# [WORK REQUEST]
Copy out each line featuring the string "RemoteSettingsStore" from the entries beneath.

━━━━━━━━━━

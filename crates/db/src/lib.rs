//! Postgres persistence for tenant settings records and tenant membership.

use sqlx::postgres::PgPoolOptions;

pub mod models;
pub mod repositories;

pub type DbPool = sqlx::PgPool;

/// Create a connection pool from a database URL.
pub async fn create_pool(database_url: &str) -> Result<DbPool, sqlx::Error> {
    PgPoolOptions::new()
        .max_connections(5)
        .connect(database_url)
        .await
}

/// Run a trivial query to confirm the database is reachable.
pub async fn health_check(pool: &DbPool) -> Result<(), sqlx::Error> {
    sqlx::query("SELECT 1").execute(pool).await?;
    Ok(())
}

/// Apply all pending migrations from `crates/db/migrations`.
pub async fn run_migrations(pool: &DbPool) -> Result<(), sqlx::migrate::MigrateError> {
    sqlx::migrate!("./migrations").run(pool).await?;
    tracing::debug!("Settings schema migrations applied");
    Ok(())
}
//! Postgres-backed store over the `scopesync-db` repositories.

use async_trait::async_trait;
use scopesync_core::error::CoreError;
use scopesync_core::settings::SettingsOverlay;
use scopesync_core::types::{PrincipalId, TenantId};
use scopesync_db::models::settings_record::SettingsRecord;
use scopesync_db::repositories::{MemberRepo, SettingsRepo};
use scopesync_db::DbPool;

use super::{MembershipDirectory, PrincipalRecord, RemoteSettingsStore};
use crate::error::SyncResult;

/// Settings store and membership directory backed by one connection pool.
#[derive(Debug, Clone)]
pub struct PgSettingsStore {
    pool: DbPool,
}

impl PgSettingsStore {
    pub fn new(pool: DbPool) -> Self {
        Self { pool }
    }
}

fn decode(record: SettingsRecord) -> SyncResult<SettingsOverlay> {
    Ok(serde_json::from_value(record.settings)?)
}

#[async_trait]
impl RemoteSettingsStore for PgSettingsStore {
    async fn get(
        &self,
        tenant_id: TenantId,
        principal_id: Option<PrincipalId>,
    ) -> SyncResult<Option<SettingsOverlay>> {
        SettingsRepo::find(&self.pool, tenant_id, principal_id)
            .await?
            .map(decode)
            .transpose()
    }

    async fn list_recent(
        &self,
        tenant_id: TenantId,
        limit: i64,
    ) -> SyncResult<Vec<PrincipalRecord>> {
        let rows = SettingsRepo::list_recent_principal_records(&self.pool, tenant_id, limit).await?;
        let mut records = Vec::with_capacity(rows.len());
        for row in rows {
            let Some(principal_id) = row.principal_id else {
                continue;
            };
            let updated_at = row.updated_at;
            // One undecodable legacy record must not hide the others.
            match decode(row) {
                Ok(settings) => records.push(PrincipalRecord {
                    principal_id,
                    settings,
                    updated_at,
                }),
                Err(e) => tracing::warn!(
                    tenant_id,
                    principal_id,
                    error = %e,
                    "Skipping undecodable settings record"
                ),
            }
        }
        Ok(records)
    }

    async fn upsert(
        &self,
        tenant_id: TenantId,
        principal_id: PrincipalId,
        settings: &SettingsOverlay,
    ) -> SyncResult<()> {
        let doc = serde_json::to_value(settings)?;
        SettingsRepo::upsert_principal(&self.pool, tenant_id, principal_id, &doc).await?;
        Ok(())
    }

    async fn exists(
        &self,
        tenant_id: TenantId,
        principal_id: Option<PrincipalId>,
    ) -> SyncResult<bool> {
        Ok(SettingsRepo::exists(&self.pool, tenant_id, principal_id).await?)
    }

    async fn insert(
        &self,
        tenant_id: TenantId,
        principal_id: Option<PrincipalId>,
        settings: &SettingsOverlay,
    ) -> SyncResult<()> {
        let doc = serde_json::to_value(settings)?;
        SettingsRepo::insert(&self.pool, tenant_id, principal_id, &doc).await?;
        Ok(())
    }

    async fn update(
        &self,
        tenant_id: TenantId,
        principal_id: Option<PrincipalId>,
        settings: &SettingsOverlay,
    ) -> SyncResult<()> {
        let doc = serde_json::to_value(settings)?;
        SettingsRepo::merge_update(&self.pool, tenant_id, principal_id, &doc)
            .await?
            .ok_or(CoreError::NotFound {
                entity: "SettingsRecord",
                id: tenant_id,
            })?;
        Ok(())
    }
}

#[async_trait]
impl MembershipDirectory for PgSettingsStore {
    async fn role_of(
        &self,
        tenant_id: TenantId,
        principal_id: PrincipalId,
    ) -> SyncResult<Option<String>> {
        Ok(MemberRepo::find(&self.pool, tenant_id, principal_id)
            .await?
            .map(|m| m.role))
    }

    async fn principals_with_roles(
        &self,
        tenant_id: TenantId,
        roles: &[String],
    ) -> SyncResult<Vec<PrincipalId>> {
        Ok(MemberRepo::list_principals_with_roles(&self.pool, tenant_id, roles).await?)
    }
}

━━━━━━━━━━

# [EXPECTED ANSWER]
use super::{MembershipDirectory, PrincipalRecord, RemoteSettingsStore};
impl RemoteSettingsStore for PgSettingsStore {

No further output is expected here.